▶ [Aim of the exercise]: Give every line from the entries that contains "Serialize".
>>
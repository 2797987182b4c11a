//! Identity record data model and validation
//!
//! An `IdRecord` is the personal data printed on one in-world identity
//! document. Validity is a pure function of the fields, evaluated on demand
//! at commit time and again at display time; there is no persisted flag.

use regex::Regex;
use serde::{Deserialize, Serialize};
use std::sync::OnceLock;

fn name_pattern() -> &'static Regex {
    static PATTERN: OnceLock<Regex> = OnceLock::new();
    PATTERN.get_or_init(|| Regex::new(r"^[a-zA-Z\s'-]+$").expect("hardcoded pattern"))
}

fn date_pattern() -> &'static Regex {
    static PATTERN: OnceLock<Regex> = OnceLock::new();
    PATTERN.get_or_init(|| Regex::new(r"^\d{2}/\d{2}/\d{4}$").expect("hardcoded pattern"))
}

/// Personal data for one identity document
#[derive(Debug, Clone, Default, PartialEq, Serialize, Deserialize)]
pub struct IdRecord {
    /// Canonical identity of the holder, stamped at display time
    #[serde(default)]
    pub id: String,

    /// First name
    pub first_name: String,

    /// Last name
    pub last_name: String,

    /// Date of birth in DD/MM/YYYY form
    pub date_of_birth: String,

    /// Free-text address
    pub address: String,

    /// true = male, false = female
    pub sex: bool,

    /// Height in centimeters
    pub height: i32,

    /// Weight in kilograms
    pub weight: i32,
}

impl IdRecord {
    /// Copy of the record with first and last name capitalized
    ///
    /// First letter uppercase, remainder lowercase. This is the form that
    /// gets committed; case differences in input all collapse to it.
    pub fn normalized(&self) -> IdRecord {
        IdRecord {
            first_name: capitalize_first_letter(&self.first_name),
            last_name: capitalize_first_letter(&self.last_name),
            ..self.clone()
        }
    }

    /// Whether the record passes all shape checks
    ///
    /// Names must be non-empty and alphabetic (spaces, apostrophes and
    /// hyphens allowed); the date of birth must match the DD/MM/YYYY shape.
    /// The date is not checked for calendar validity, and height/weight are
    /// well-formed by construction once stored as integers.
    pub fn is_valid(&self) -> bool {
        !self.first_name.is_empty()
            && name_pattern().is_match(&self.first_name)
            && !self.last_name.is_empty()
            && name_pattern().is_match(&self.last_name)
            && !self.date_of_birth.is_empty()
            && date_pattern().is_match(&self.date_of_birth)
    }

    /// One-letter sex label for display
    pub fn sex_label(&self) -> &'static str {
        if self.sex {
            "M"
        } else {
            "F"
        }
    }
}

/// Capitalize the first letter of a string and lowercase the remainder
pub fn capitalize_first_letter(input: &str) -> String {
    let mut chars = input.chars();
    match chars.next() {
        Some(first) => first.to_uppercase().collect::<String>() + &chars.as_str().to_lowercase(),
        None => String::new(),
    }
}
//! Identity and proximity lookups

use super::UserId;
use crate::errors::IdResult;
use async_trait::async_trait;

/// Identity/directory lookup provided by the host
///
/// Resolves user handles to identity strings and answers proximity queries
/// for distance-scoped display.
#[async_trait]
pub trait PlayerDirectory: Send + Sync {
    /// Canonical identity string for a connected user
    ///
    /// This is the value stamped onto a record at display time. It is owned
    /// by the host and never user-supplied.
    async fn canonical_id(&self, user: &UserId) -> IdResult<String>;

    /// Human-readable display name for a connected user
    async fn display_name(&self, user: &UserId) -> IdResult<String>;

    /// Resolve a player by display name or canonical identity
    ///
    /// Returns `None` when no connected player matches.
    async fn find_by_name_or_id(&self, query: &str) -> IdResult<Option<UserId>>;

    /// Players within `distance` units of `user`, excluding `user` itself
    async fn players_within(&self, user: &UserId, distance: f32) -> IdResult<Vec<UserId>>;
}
<<
▶ [Answer below]:
use serde::{Deserialize, Serialize};
#[derive(Debug, Clone, Default, PartialEq, Serialize, Deserialize)]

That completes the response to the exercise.